The show's as much of a Halloween tradition as candy corn and soaped windows.
THE RECORD (HACKENSACK N.J.)
You'd think that selling "It's the Great Pumpkin, Charlie Brown" to CBS back in 1966 would have been as easy as selling ... well, pumpkins on Halloween.
Or Charlie Brown at any time.
Not so, animator Bill Melendez recalls.
"We didn't know whether the network would buy it," Melendez says. "I'd always have to do a sales pitch. And I can really do a pitch. They used to say: 'Come on, Bill, do a dance for The Man."'
And this was after "A Charlie Brown Christmas" had been a huge, Peabody- and Emmy-winning hit in 1965, and after the "Peanuts" comic strip mania was well under way.
Friday will mark the 40th anniversary of the TV special, which has now become for some as much of a Halloween tradition as candy corn and soaped windows.
It will be shown at 8 p.m. Friday on ABC, in tandem with "You're Not Elected, Charlie Brown," a later "Peanuts" special with a "Great Pumpkin" subplot.
"We translated the Christmas idea to the pumpkin patch," says Melendez, who had little idea he was creating a small but much-loved new piece of Americana with his yarn of the eternally optimistic Linus, who forgoes trick or treating to spend his night in the pumpkin patch waiting for the Great Pumpkin to arise and bring toys to all the good little children of the world.

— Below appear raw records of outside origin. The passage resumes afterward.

//
// Copyright (c) The Holo Core Contributors
//
// SPDX-License-Identifier: MIT
//

use std::net::Ipv4Addr;
use std::sync::LazyLock as Lazy;

use rbgp::packet::consts::{
    AS_TRANS, AddPathMode, Afi, BGP_VERSION, ErrorCode, GrAfiFlags,
    GrRestartFlags, OpenMessageErrorSubcode, Safi,
};
use rbgp::packet::message::{
    AddPathTuple, Capability, GrTuple, Message, NotificationMsg, OpenMsg,
};

use super::{decode_msg, test_decode_msg, test_encode_msg};

static OPEN1: Lazy<(Vec<u8>, Message)> = Lazy::new(|| {
    (
        vec![
            0xff, 0xff, 0xff, 0xff, 0xff, 0xff, 0xff, 0xff, 0xff, 0xff, 0xff,
            0xff, 0xff, 0xff, 0xff, 0xff, 0x00, 0x1d, 0x01, 0x04, 0xfd, 0xe8,
            0x00, 0x5a, 0x01, 0x01, 0x01, 0x01, 0x00,
        ],
        Message::Open(OpenMsg {
            version: BGP_VERSION,
            my_as: 65000,
            holdtime: 90,
            identifier: Ipv4Addr::new(1, 1, 1, 1),
            capabilities: [].into(),
        }),
    )
});

static OPEN2: Lazy<(Vec<u8>, Message)> = Lazy::new(|| {
    (
        vec![
            0xff, 0xff, 0xff, 0xff, 0xff, 0xff, 0xff, 0xff, 0xff, 0xff, 0xff,
            0xff, 0xff, 0xff, 0xff, 0xff, 0x00, 0x3b, 0x01, 0x04, 0xfd, 0xe8,
            0x00, 0x5a, 0x01, 0x01, 0x01, 0x01, 0x1e, 0x02, 0x06, 0x01, 0x04,
            0x00, 0x01, 0x00, 0x01, 0x02, 0x06, 0x41, 0x04, 0x00, 0x00, 0xfd,
            0xe8, 0x02, 0x02, 0x02, 0x00, 0x02, 0x08, 0x40, 0x06, 0x00, 0x78,
            0x00, 0x01, 0x01, 0x80,
        ],
        Message::Open(OpenMsg {
            version: BGP_VERSION,
            my_as: 65000,
            holdtime: 90,
            identifier: Ipv4Addr::new(1, 1, 1, 1),
            capabilities: [
                Capability::MultiProtocol {
                    afi: Afi::Ipv4,
                    safi: Safi::Unicast,
                },
                Capability::FourOctetAsNumber { asn: 65000 },
                Capability::RouteRefresh,
                Capability::GracefulRestart {
                    flags: GrRestartFlags::empty(),
                    restart_time: 120,
                    tuples: [GrTuple {
                        afi: Afi::Ipv4,
                        safi: Safi::Unicast,
                        flags: GrAfiFlags::FORWARDING_STATE,
                    }]
                    .into(),
                },
            ]
            .into(),
        }),
    )
});

static OPEN3: Lazy<(Vec<u8>, Message)> = Lazy::new(|| {
    (
        vec![
            0xff, 0xff, 0xff, 0xff, 0xff, 0xff, 0xff, 0xff, 0xff, 0xff, 0xff,
            0xff, 0xff, 0xff, 0xff, 0xff, 0x00, 0x2d, 0x01, 0x04, 0x5b, 0xa0,
            0x00, 0xb4, 0x02, 0x02, 0x02, 0x02, 0x10, 0x02, 0x06, 0x41, 0x04,
            0x00, 0x06, 0x1a, 0x80, 0x02, 0x06, 0x45, 0x04, 0x00, 0x01, 0x01,
            0x03,
        ],
        Message::Open(OpenMsg {
            version: BGP_VERSION,
            my_as: AS_TRANS,
            holdtime: 180,
            identifier: Ipv4Addr::new(2, 2, 2, 2),
            capabilities: [
                Capability::FourOctetAsNumber { asn: 400000 },
                Capability::AddPath(
                    [AddPathTuple {
                        afi: Afi::Ipv4,
                        safi: Safi::Unicast,
                        mode: AddPathMode::ReceiveSend,
                    }]
                    .into(),
                ),
            ]
            .into(),
        }),
    )
});

#[test]
fn test_encode_open1() {
    let (ref bytes, ref msg) = *OPEN1;
    test_encode_msg(bytes, msg);
}

#[test]
fn test_decode_open1() {
    let (ref bytes, ref msg) = *OPEN1;
    test_decode_msg(bytes, msg);
}

#[test]
fn test_encode_open2() {
    let (ref bytes, ref msg) = *OPEN2;
    test_encode_msg(bytes, msg);
}

#[test]
fn test_decode_open2() {
    let (ref bytes, ref msg) = *OPEN2;
    test_decode_msg(bytes, msg);
}

#[test]
fn test_encode_open3() {
    let (ref bytes, ref msg) = *OPEN3;
    test_encode_msg(bytes, msg);
}

#[test]
fn test_decode_open3() {
    let (ref bytes, ref msg) = *OPEN3;
    test_decode_msg(bytes, msg);
}

// The 4-octet AS capability overrides the AS_TRANS placeholder.
#[test]
fn test_open3_real_as() {
    let (_, ref msg) = *OPEN3;
    assert_eq!(msg.as_open().unwrap().real_as(), 400000);

    let (_, ref msg) = *OPEN1;
    assert_eq!(msg.as_open().unwrap().real_as(), 65000);
}

#[test]
fn test_open2_graceful_restart() {
    let (_, ref msg) = *OPEN2;
    let (restart_time, tuples) =
        msg.as_open().unwrap().graceful_restart().unwrap();
    assert_eq!(restart_time, 120);
    assert_eq!(tuples.len(), 1);
}

// BGP version 3 is rejected, and mapped to the matching NOTIFICATION.
#[test]
fn test_decode_open_bad_version() {
    let bytes = [
        0xff, 0xff, 0xff, 0xff, 0xff, 0xff, 0xff, 0xff, 0xff, 0xff, 0xff,
        0xff, 0xff, 0xff, 0xff, 0xff, 0x00, 0x1d, 0x01, 0x03, 0xfd, 0xe8,
        0x00, 0x5a, 0x01, 0x01, 0x01, 0x01, 0x00,
    ];
    let error = decode_msg(&bytes).unwrap_err();
    let msg = NotificationMsg::from(error);
    assert_eq!(msg.error_code, ErrorCode::OpenMessageError as u8);
    assert_eq!(
        msg.error_subcode,
        OpenMessageErrorSubcode::UnsupportedVersionNumber as u8
    );
}

// Hold times of one and two seconds are never acceptable.
#[test]
fn test_decode_open_bad_holdtime() {
    let bytes = [
        0xff, 0xff, 0xff, 0xff, 0xff, 0xff, 0xff, 0xff, 0xff, 0xff, 0xff,
        0xff, 0xff, 0xff, 0xff, 0xff, 0x00, 0x1d, 0x01, 0x04, 0xfd, 0xe8,
        0x00, 0x02, 0x01, 0x01, 0x01, 0x01, 0x00,
    ];
    let error = decode_msg(&bytes).unwrap_err();
    let msg = NotificationMsg::from(error);
    assert_eq!(
        msg.error_subcode,
        OpenMessageErrorSubcode::UnacceptableHoldTime as u8
    );
}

Never mind that the other kids laugh at him.
Never mind that Linus -- otherwise the egghead of the Peanuts bunch -- would seem to have rather obviously confused Christmas and Halloween.
Symbol of faith
Commentators -- the kind of people who write books like "The Gospel According to Peanuts" -- have seen in Linus a symbol of faith, which endures even in the face of doubts and sneers.
Or, alternately, a symbol of religious delusion -- persisting in spite of the efforts of sensible people to talk the sucker out of it.
"We threw everything (into) it," Melendez says.
And viewers responded.
To this day, every gardener who discovers an oversize gourd in October feels it a civic duty to phone the local newspaper to report that the Great Pumpkin has arrived in his back yard.
This year, in honor of the 40th anniversary, there has been a cornucopia of Great Pumpkin-related merchandise, including an "It's the Great Pumpkin, Charlie Brown" domino set from Sababa Toys, a 500-piece "Great Pumpkin" jigsaw puzzle from USAopoly and a 40th anniversary coffee table book about the making of "Great Pumpkin" from HarperCollins.
"I didn't know at the time that this was going to be anything vital," says Melendez, 90.